┌─ THE INPUT

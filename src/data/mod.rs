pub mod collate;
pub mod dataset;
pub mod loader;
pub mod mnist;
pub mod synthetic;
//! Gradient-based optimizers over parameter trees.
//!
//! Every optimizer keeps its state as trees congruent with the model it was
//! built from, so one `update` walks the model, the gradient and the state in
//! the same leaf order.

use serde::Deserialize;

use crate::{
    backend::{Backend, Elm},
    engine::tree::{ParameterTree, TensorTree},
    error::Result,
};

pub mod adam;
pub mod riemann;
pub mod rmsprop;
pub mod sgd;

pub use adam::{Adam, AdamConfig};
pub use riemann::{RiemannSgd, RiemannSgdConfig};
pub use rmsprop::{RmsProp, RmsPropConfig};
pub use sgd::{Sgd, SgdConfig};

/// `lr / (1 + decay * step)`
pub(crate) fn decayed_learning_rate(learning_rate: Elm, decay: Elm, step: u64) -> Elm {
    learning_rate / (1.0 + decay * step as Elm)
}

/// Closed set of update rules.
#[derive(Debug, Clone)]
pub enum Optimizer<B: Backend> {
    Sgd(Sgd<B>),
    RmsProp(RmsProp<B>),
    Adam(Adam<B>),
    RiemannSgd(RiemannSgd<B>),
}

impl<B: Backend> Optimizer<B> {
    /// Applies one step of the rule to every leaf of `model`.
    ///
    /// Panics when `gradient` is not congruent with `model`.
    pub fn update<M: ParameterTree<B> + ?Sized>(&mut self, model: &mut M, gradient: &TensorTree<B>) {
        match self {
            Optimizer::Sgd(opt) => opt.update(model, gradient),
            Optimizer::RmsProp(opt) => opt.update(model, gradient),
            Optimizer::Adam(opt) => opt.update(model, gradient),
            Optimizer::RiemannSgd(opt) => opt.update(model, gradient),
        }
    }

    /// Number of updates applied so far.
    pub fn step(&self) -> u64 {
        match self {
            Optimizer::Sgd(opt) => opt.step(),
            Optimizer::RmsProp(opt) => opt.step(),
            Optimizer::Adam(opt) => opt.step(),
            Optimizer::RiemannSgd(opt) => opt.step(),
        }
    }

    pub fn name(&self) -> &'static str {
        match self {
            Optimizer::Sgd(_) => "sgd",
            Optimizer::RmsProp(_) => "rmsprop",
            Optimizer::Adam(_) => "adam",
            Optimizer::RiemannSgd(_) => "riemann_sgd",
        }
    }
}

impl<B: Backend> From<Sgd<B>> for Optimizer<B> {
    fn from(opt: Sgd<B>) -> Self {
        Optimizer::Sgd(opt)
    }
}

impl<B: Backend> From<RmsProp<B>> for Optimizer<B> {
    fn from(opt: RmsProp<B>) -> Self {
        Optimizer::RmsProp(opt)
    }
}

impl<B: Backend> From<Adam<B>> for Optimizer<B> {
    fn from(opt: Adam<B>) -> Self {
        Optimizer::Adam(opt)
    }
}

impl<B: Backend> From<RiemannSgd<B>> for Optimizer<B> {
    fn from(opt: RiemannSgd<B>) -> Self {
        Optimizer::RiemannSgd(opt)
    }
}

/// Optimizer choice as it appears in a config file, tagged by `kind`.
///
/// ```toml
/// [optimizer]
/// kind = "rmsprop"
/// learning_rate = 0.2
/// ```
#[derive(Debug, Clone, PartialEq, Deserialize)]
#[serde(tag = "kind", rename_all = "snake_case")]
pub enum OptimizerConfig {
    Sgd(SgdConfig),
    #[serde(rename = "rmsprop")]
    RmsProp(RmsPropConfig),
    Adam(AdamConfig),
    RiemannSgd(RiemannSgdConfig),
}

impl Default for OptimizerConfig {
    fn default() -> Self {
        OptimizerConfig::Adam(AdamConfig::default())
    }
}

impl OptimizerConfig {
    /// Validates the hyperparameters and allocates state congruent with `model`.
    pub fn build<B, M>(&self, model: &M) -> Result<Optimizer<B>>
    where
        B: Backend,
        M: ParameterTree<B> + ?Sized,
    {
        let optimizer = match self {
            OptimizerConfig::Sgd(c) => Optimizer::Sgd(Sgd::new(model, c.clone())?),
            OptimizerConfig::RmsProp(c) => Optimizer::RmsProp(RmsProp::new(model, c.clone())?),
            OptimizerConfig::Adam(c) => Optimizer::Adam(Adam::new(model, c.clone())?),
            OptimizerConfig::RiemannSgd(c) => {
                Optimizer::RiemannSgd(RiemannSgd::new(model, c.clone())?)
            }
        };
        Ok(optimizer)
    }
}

└─

DIRECTIONS
Exactly reproduce every line of the data above.

RESPONSE TO THIS EXERCISE
filename src/data/mod.rs
pub mod collate;
pub mod dataset;
pub mod loader;
pub mod mnist;
pub mod synthetic;
//! Gradient-based optimizers over parameter trees.
//!
//! Every optimizer keeps its state as trees congruent with the model it was
//! built from, so one `update` walks the model, the gradient and the state in
//! the same leaf order.

use serde::Deserialize;

use crate::{
    backend::{Backend, Elm},
    engine::tree::{ParameterTree, TensorTree},
    error::Result,
};

pub mod adam;
pub mod riemann;
pub mod rmsprop;
pub mod sgd;

pub use adam::{Adam, AdamConfig};
pub use riemann::{RiemannSgd, RiemannSgdConfig};
pub use rmsprop::{RmsProp, RmsPropConfig};
pub use sgd::{Sgd, SgdConfig};

/// `lr / (1 + decay * step)`
pub(crate) fn decayed_learning_rate(learning_rate: Elm, decay: Elm, step: u64) -> Elm {
    learning_rate / (1.0 + decay * step as Elm)
}

/// Closed set of update rules.
#[derive(Debug, Clone)]
pub enum Optimizer<B: Backend> {
    Sgd(Sgd<B>),
    RmsProp(RmsProp<B>),
    Adam(Adam<B>),
    RiemannSgd(RiemannSgd<B>),
}

impl<B: Backend> Optimizer<B> {
    /// Applies one step of the rule to every leaf of `model`.
    ///
    /// Panics when `gradient` is not congruent with `model`.
    pub fn update<M: ParameterTree<B> + ?Sized>(&mut self, model: &mut M, gradient: &TensorTree<B>) {
        match self {
            Optimizer::Sgd(opt) => opt.update(model, gradient),
            Optimizer::RmsProp(opt) => opt.update(model, gradient),
            Optimizer::Adam(opt) => opt.update(model, gradient),
            Optimizer::RiemannSgd(opt) => opt.update(model, gradient),
        }
    }

    /// Number of updates applied so far.
    pub fn step(&self) -> u64 {
        match self {
            Optimizer::Sgd(opt) => opt.step(),
            Optimizer::RmsProp(opt) => opt.step(),
            Optimizer::Adam(opt) => opt.step(),
            Optimizer::RiemannSgd(opt) => opt.step(),
        }
    }

    pub fn name(&self) -> &'static str {
        match self {
            Optimizer::Sgd(_) => "sgd",
            Optimizer::RmsProp(_) => "rmsprop",
            Optimizer::Adam(_) => "adam",
            Optimizer::RiemannSgd(_) => "riemann_sgd",
        }
    }
}

impl<B: Backend> From<Sgd<B>> for Optimizer<B> {
    fn from(opt: Sgd<B>) -> Self {
        Optimizer::Sgd(opt)
    }
}

impl<B: Backend> From<RmsProp<B>> for Optimizer<B> {
    fn from(opt: RmsProp<B>) -> Self {
        Optimizer::RmsProp(opt)
    }
}

impl<B: Backend> From<Adam<B>> for Optimizer<B> {
    fn from(opt: Adam<B>) -> Self {
        Optimizer::Adam(opt)
    }
}

impl<B: Backend> From<RiemannSgd<B>> for Optimizer<B> {
    fn from(opt: RiemannSgd<B>) -> Self {
        Optimizer::RiemannSgd(opt)
    }
}

/// Optimizer choice as it appears in a config file, tagged by `kind`.
///
/// ```toml
/// [optimizer]
/// kind = "rmsprop"
/// learning_rate = 0.2
/// ```
#[derive(Debug, Clone, PartialEq, Deserialize)]
#[serde(tag = "kind", rename_all = "snake_case")]
pub enum OptimizerConfig {
    Sgd(SgdConfig),
    #[serde(rename = "rmsprop")]
    RmsProp(RmsPropConfig),
    Adam(AdamConfig),
    RiemannSgd(RiemannSgdConfig),
}

impl Default for OptimizerConfig {
    fn default() -> Self {
        OptimizerConfig::Adam(AdamConfig::default())
    }
}

impl OptimizerConfig {
    /// Validates the hyperparameters and allocates state congruent with `model`.
    pub fn build<B, M>(&self, model: &M) -> Result<Optimizer<B>>
    where
        B: Backend,
        M: ParameterTree<B> + ?Sized,
    {
        let optimizer = match self {
            OptimizerConfig::Sgd(c) => Optimizer::Sgd(Sgd::new(model, c.clone())?),
            OptimizerConfig::RmsProp(c) => Optimizer::RmsProp(RmsProp::new(model, c.clone())?),
            OptimizerConfig::Adam(c) => Optimizer::Adam(Adam::new(model, c.clone())?),
            OptimizerConfig::RiemannSgd(c) => {
                Optimizer::RiemannSgd(RiemannSgd::new(model, c.clone())?)
            }
        };
        Ok(optimizer)
    }
}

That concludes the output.